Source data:
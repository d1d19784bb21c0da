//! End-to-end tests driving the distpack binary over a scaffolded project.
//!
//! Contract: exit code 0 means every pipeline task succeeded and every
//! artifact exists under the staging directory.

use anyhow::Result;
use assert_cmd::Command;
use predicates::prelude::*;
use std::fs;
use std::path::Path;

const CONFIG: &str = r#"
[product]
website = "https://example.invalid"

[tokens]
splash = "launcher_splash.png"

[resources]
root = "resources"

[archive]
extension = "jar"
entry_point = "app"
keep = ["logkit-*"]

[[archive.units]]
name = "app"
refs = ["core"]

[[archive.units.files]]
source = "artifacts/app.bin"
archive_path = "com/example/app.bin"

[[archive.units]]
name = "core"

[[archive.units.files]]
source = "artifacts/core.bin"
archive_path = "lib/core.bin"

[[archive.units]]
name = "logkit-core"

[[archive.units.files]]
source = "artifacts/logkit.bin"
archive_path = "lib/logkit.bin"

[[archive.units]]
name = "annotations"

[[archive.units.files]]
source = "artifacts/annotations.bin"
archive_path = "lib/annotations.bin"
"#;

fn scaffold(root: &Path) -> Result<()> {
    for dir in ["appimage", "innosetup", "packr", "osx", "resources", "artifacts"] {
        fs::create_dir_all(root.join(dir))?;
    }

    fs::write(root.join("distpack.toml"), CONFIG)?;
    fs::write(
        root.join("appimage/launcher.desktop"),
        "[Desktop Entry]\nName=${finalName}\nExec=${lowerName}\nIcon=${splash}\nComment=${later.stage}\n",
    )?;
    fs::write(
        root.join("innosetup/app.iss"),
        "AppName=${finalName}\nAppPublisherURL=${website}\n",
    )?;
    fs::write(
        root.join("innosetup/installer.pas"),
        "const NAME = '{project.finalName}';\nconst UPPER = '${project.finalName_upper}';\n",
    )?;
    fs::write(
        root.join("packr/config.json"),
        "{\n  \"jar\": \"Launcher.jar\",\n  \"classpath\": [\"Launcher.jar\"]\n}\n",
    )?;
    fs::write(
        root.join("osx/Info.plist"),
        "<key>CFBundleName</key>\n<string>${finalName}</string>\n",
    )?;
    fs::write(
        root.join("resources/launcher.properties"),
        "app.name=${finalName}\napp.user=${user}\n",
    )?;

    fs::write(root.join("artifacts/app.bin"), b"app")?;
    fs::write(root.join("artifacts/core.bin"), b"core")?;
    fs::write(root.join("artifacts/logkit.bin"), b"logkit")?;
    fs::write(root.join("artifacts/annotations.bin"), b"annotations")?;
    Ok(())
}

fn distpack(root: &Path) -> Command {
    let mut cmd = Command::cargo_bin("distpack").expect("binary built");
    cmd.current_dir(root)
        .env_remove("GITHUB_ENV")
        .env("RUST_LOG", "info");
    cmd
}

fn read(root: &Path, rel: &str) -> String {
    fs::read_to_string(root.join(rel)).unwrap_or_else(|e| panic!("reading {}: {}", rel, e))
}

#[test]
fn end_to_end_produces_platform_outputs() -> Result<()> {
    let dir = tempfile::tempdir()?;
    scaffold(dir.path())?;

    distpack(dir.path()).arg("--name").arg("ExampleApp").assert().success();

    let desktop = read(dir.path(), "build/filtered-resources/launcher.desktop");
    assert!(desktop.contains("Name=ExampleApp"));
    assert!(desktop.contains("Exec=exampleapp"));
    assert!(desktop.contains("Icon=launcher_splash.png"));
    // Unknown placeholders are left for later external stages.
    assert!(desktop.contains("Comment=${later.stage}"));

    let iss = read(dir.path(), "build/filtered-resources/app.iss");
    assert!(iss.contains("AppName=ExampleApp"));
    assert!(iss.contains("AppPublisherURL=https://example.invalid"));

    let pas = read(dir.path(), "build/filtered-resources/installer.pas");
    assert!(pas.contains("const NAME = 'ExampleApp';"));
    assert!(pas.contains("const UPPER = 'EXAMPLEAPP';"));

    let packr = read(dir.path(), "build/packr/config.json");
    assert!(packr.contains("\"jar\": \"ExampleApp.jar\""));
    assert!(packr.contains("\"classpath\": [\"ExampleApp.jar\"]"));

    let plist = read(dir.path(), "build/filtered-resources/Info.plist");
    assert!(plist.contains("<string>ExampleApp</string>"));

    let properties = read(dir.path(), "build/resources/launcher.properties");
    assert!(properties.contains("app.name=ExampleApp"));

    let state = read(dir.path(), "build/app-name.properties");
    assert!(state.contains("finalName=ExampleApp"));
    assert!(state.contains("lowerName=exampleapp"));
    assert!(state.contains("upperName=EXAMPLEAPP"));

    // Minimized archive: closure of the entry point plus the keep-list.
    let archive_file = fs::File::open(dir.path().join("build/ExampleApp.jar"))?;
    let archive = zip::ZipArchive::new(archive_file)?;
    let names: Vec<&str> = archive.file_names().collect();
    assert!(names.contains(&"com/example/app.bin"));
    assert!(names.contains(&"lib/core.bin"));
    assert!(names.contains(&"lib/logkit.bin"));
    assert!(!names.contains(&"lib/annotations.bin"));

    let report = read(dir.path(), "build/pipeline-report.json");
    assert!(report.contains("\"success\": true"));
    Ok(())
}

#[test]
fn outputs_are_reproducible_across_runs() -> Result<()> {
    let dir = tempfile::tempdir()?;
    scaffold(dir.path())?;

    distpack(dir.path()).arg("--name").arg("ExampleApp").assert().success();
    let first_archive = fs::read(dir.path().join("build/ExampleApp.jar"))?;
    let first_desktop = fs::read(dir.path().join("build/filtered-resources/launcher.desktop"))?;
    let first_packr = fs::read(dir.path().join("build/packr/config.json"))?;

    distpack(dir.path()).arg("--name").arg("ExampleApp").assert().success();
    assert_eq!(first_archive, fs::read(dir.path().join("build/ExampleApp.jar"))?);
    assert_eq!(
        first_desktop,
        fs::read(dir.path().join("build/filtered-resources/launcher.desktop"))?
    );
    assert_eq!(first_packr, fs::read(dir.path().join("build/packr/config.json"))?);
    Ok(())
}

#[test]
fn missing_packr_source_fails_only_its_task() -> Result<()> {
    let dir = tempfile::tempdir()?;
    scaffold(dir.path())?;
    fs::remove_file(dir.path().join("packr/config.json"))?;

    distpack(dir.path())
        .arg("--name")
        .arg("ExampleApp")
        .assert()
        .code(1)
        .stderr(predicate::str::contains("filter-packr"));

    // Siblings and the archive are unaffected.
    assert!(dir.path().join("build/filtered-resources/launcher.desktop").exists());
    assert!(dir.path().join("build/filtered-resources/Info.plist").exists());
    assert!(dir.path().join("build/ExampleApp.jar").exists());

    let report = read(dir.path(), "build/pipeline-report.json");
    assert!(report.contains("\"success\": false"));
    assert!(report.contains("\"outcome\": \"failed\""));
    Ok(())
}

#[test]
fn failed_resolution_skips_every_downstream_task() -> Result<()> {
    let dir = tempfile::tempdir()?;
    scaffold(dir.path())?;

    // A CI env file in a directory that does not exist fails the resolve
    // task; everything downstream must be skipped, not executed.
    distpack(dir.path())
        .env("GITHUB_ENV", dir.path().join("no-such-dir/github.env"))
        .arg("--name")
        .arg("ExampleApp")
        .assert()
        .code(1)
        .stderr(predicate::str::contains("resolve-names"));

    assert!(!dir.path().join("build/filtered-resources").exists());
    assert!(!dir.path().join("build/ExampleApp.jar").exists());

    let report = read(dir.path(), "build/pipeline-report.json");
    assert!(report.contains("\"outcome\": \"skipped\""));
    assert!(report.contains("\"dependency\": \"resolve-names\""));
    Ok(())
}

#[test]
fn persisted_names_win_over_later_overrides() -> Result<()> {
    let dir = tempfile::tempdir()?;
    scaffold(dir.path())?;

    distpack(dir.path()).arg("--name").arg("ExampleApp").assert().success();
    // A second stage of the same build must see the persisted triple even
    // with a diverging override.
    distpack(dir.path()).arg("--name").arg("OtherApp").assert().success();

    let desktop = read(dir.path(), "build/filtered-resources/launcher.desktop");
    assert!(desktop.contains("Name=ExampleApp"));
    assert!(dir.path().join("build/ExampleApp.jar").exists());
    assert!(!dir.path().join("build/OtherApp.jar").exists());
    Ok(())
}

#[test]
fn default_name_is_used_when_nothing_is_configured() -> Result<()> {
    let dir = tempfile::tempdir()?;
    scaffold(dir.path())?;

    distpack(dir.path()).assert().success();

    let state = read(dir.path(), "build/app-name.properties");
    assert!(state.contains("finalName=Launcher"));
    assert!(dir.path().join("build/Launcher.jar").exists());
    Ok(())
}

§ **Task description**:
Sift the data above for lines with "binary", then copy each one.

§ **Answer to this task**:
//! End-to-end tests driving the distpack binary over a scaffolded project.
    let mut cmd = Command::cargo_bin("distpack").expect("binary built");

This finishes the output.